◆ Brief
Return all lines below containing the word "MetricsSink".

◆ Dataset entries
-------------------------

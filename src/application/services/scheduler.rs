//! Frame Scheduler
//!
//! Decides per tick which work runs: person counting happens every frame,
//! the expensive face pipeline only every N-th frame. The scheduler never
//! queues frames; each tick consumes exactly one latest-frame read.

/// Work plan for one processing tick.
#[derive(Debug, Clone, Copy, PartialEq, Eq)]
pub struct TickPlan {
    /// Processing-side frame number, starting at 1.
    pub frame_seq: u64,
    /// Whether the face pipeline runs on this frame.
    pub run_recognition: bool,
}

/// Per-tick work scheduler.
#[derive(Debug)]
pub struct Scheduler {
    frame_seq: u64,
    recognize_every_n: u64,
}

impl Scheduler {
    /// Creates a scheduler that runs recognition every `recognize_every_n`
    /// frames.
    pub fn new(recognize_every_n: u64) -> Self {
        Self {
            frame_seq: 0,
            recognize_every_n: recognize_every_n.max(1),
        }
    }

    /// Advances to the next frame and returns its work plan.
    pub fn tick(&mut self) -> TickPlan {
        self.frame_seq += 1;
        TickPlan {
            frame_seq: self.frame_seq,
            run_recognition: self.frame_seq % self.recognize_every_n == 0,
        }
    }

    /// Number of frames scheduled so far.
    pub fn frames_scheduled(&self) -> u64 {
        self.frame_seq
    }
}
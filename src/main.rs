//! Facewatch - Real-time Face Identification Pipeline
//!
//! Ingests one RTSP stream, counts people every frame, identifies faces
//! against the enrolled registry at a reduced cadence, and publishes
//! events over Redis Streams and Pub/Sub.
//!
//! The CNN detectors and embedder are deployment collaborators injected
//! at the capability seams; this binary wires the built-in synthetic
//! backends so the pipeline runs end to end without GPU inference.

use std::sync::Arc;

use anyhow::Result;
use tracing::{info, warn};
use tracing_subscriber::{layer::SubscriberExt, util::SubscriberInitExt};

use facewatch::application::services::IouTracker;
use facewatch::application::{Collaborators, Core};
use facewatch::infrastructure::capture::TestPatternFactory;
use facewatch::infrastructure::config::AppConfig;
use facewatch::infrastructure::enrollment::{
    EnrollmentProvider, JsonFileEnrollment, StaticEnrollment,
};
use facewatch::infrastructure::inference::{MockEmbedder, MockFaceDetector, MockPersonDetector};
use facewatch::infrastructure::metrics::LogMetrics;
use facewatch::infrastructure::publisher::RedisTransport;

#[tokio::main]
async fn main() -> Result<()> {
    init_tracing();

    info!("Starting facewatch v{}", env!("CARGO_PKG_VERSION"));

    let config = AppConfig::load()?;

    let transport = Arc::new(RedisTransport::new(&config.redis_url)?);

    let enrollment: Arc<dyn EnrollmentProvider> = match &config.enrollment_path {
        Some(path) => Arc::new(JsonFileEnrollment::new(path)),
        None => {
            warn!("No enrollment snapshot configured; every face will resolve to UNKNOWN");
            Arc::new(StaticEnrollment::empty())
        }
    };

    info!("Using the synthetic capture and inference backends");
    let collaborators = Collaborators {
        transport,
        video_source: Arc::new(TestPatternFactory::new(1280, 720, 30)),
        person_detector: Arc::new(MockPersonDetector::synthetic()),
        face_detector: Arc::new(MockFaceDetector::synthetic()),
        embedder: Arc::new(MockEmbedder::empty()),
        enrollment,
        tracker: Box::new(IouTracker::new(0.3, config.recognize_every_n * 3)),
        metrics: Arc::new(LogMetrics),
    };

    let core = Core::new(config, collaborators);
    core.start().await?;

    tokio::signal::ctrl_c().await?;
    info!("Shutdown requested");
    core.stop().await;

    Ok(())
}

fn init_tracing() {
    tracing_subscriber::registry()
        .with(
            tracing_subscriber::EnvFilter::try_from_default_env()
                .unwrap_or_else(|_| "facewatch=info".into()),
        )
        .with(tracing_subscriber::fmt::layer())
        .init();
}
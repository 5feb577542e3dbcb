//! Facewatch Library
//!
//! Real-time face identification pipeline: one RTSP camera in,
//! identification events out. Re-exports the main components for use in
//! tests and binaries.

pub mod application;
pub mod domain;
pub mod infrastructure;

pub use application::{Collaborators, Core, CoreStatus, HealthStatus};
pub use domain::entities;
pub use domain::events;
pub use domain::value_objects;
pub use infrastructure::config::AppConfig;
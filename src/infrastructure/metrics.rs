//! Metrics Sink
//!
//! Metric formatting and exposition are external concerns; the pipeline
//! only reports observations through this capability.

use std::time::Duration;

use tracing::debug;

/// Receives pipeline timing observations.
pub trait MetricsSink: Send + Sync {
    /// Reports the wall time spent processing one frame.
    fn observe_frame_time(&self, elapsed: Duration);
}

/// Default sink that logs observations at debug level.
#[derive(Debug, Clone, Copy, Default)]
pub struct LogMetrics;

impl MetricsSink for LogMetrics {
    fn observe_frame_time(&self, elapsed: Duration) {
        debug!("Frame processed in {:.1} ms", elapsed.as_secs_f64() * 1000.0);
    }
}
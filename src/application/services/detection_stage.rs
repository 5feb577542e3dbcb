//! Detection Stage
//!
//! Wraps the detector capabilities behind one filtered interface: person
//! detections gated by confidence, face detections gated by confidence and
//! minimum size, plus margin-expanded face cropping.

use std::sync::Arc;

use image::ImageBuffer;
use tracing::{debug, warn};

use crate::domain::entities::{Detection, Frame};
use crate::infrastructure::inference::{FaceCrop, FaceDetector, PersonDetector};

/// Detection stage configuration.
#[derive(Debug, Clone)]
pub struct DetectionStageConfig {
    pub person_conf_threshold: f32,
    pub face_conf_threshold: f32,
    pub min_face_size: i32,
    /// Fraction of face width/height added on each side before cropping.
    pub crop_margin: f32,
}

impl Default for DetectionStageConfig {
    fn default() -> Self {
        Self {
            person_conf_threshold: 0.6,
            face_conf_threshold: 0.5,
            min_face_size: 80,
            crop_margin: 0.2,
        }
    }
}

/// Filtered access to the person and face detectors.
pub struct DetectionStage {
    person_detector: Arc<dyn PersonDetector>,
    face_detector: Arc<dyn FaceDetector>,
    config: DetectionStageConfig,
}

impl DetectionStage {
    /// Creates a new detection stage.
    pub fn new(
        person_detector: Arc<dyn PersonDetector>,
        face_detector: Arc<dyn FaceDetector>,
        config: DetectionStageConfig,
    ) -> Self {
        Self {
            person_detector,
            face_detector,
            config,
        }
    }

    /// Detects persons, keeping detections above the confidence threshold.
    ///
    /// A detector failure yields an empty list; a bad frame never stops
    /// the loop.
    pub async fn detect_persons(&self, frame: &Frame) -> Vec<Detection> {
        let detections = match self.person_detector.detect(frame).await {
            Ok(detections) => detections,
            Err(e) => {
                warn!("Person detection failed on frame {}: {}", frame.sequence(), e);
                return Vec::new();
            }
        };

        detections
            .into_iter()
            .filter(|d| d.is_person() && d.confidence() >= self.config.person_conf_threshold)
            .filter_map(|d| self.clipped(frame, d))
            .collect()
    }

    /// Detects faces, keeping detections above the confidence threshold
    /// and the minimum recognizable size.
    pub async fn detect_faces(&self, frame: &Frame) -> Vec<Detection> {
        let detections = match self.face_detector.detect(frame).await {
            Ok(detections) => detections,
            Err(e) => {
                warn!("Face detection failed on frame {}: {}", frame.sequence(), e);
                return Vec::new();
            }
        };

        detections
            .into_iter()
            .filter(|d| d.is_face() && d.confidence() >= self.config.face_conf_threshold)
            .filter_map(|d| self.clipped(frame, d))
            .filter(|d| {
                if d.is_valid_face_size(self.config.min_face_size) {
                    true
                } else {
                    debug!(
                        "Discarding {}x{} face below minimum size {}",
                        d.bounding_box().width(),
                        d.bounding_box().height(),
                        self.config.min_face_size
                    );
                    false
                }
            })
            .collect()
    }

    /// Crops a face region out of the frame with the configured margin.
    ///
    /// Returns `None` if clipping the expanded box to the frame leaves
    /// nothing to crop.
    pub fn crop_face(&self, frame: &Frame, detection: &Detection) -> Option<FaceCrop> {
        let expanded = detection.bounding_box().expand(self.config.crop_margin);
        let region = expanded.clip(frame.width(), frame.height())?;

        // The buffer is BGR; `Rgb` is used purely as a 3-channel layout,
        // so the channel order passes through the crop unchanged.
        let buffer: ImageBuffer<image::Rgb<u8>, Vec<u8>> =
            ImageBuffer::from_raw(frame.width(), frame.height(), frame.data().to_vec())?;

        let cropped = image::imageops::crop_imm(
            &buffer,
            region.x1() as u32,
            region.y1() as u32,
            region.width() as u32,
            region.height() as u32,
        )
        .to_image();

        Some(FaceCrop::new(
            region.width() as u32,
            region.height() as u32,
            cropped.into_raw(),
            detection.bounding_box().clone(),
        ))
    }

    /// Clips a detection box into the frame, dropping boxes that end up
    /// empty.
    fn clipped(&self, frame: &Frame, detection: Detection) -> Option<Detection> {
        detection
            .bounding_box()
            .clip(frame.width(), frame.height())
            .map(|bbox| Detection::new(bbox, detection.confidence(), detection.class()))
    }
}

#[cfg(test)]
mod tests {
    use super::*;
    use crate::domain::entities::DetectionClass;
    use crate::domain::value_objects::BoundingBox;
    use crate::infrastructure::inference::{MockFaceDetector, MockPersonDetector};

    fn frame(width: u32, height: u32) -> Frame {
        // Row-major gradient so crops are distinguishable.
        let mut data = Vec::with_capacity((width * height) as usize * 3);
        for y in 0..height {
            for x in 0..width {
                data.extend_from_slice(&[(x % 256) as u8, (y % 256) as u8, 0]);
            }
        }
        Frame::new(1, width, height, data)
    }

    fn stage(persons: Vec<Detection>, faces: Vec<Detection>) -> DetectionStage {
        DetectionStage::new(
            Arc::new(MockPersonDetector::fixed(persons)),
            Arc::new(MockFaceDetector::fixed(faces)),
            DetectionStageConfig::default(),
        )
    }

    fn face(x1: i32, y1: i32, x2: i32, y2: i32, confidence: f32) -> Detection {
        Detection::new(
            BoundingBox::from_corners(x1, y1, x2, y2),
            confidence,
            DetectionClass::Face,
        )
    }

    #[tokio::test]
    async fn low_confidence_persons_are_filtered() {
        let persons = vec![
            Detection::new(
                BoundingBox::from_corners(0, 0, 50, 150),
                0.9,
                DetectionClass::Person,
            ),
            Detection::new(
                BoundingBox::from_corners(60, 0, 110, 150),
                0.3,
                DetectionClass::Person,
            ),
        ];
        let stage = stage(persons, Vec::new());
        let kept = stage.detect_persons(&frame(640, 480)).await;
        assert_eq!(kept.len(), 1);
    }

    #[tokio::test]
    async fn face_at_exact_minimum_size_is_kept() {
        let stage = stage(Vec::new(), vec![face(0, 0, 80, 80, 0.9)]);
        let kept = stage.detect_faces(&frame(640, 480)).await;
        assert_eq!(kept.len(), 1);
    }

    #[tokio::test]
    async fn face_one_pixel_under_minimum_is_discarded() {
        let stage = stage(Vec::new(), vec![face(0, 0, 79, 80, 0.9)]);
        let kept = stage.detect_faces(&frame(640, 480)).await;
        assert!(kept.is_empty());
    }

    #[tokio::test]
    async fn low_confidence_faces_are_filtered() {
        let stage = stage(Vec::new(), vec![face(0, 0, 100, 100, 0.4)]);
        let kept = stage.detect_faces(&frame(640, 480)).await;
        assert!(kept.is_empty());
    }

    #[tokio::test]
    async fn out_of_bounds_boxes_are_clipped_into_the_frame() {
        let stage = stage(Vec::new(), vec![face(-20, -20, 100, 100, 0.9)]);
        let kept = stage.detect_faces(&frame(640, 480)).await;
        assert_eq!(kept[0].bounding_box().to_array(), [0, 0, 100, 100]);
    }

    #[test]
    fn crop_expands_by_margin_and_clips() {
        let stage = stage(Vec::new(), Vec::new());
        let detection = face(100, 100, 200, 200, 0.9);
        let crop = stage.crop_face(&frame(640, 480), &detection).unwrap();

        // 100px box with a 20% margin becomes 140px on each axis.
        assert_eq!(crop.width(), 140);
        assert_eq!(crop.height(), 140);
        assert_eq!(crop.data().len(), 140 * 140 * 3);
    }

    #[test]
    fn crop_near_frame_edge_is_clipped_not_dropped() {
        let stage = stage(Vec::new(), Vec::new());
        let detection = face(0, 0, 100, 100, 0.9);
        let crop = stage.crop_face(&frame(640, 480), &detection).unwrap();

        // Margin extends past the origin and gets clipped there.
        assert_eq!(crop.width(), 120);
        assert_eq!(crop.height(), 120);
    }

    #[test]
    fn crop_preserves_pixel_values() {
        let stage = stage(Vec::new(), Vec::new());
        let detection = face(100, 100, 200, 200, 0.9);
        let source = frame(640, 480);
        let crop = stage.crop_face(&source, &detection).unwrap();

        // Top-left pixel of the crop is frame pixel (80, 80) after the
        // margin expansion.
        assert_eq!(crop.data()[0], 80);
        assert_eq!(crop.data()[1], 80);
    }

    #[test]
    fn fully_outside_crop_is_skipped() {
        let stage = stage(Vec::new(), Vec::new());
        let detection = face(700, 500, 800, 600, 0.9);
        assert!(stage.crop_face(&frame(640, 480), &detection).is_none());
    }

    mod detector_failures {
        use super::*;
        use crate::infrastructure::inference::{InferenceError, InferenceResult};
        use async_trait::async_trait;
        use mockall::mock;

        mock! {
            Detector {}

            #[async_trait]
            impl PersonDetector for Detector {
                async fn detect(&self, frame: &Frame) -> InferenceResult<Vec<Detection>>;
            }
        }

        #[tokio::test]
        async fn detector_failure_yields_empty_not_panic() {
            let mut detector = MockDetector::new();
            detector
                .expect_detect()
                .returning(|_| Err(InferenceError::Backend("model crashed".to_string())));

            let stage = DetectionStage::new(
                Arc::new(detector),
                Arc::new(MockFaceDetector::fixed(Vec::new())),
                DetectionStageConfig::default(),
            );

            let kept = stage.detect_persons(&frame(640, 480)).await;
            assert!(kept.is_empty());
        }
    }
}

-------------------------

◆ Result below
pub trait MetricsSink: Send + Sync {
impl MetricsSink for LogMetrics {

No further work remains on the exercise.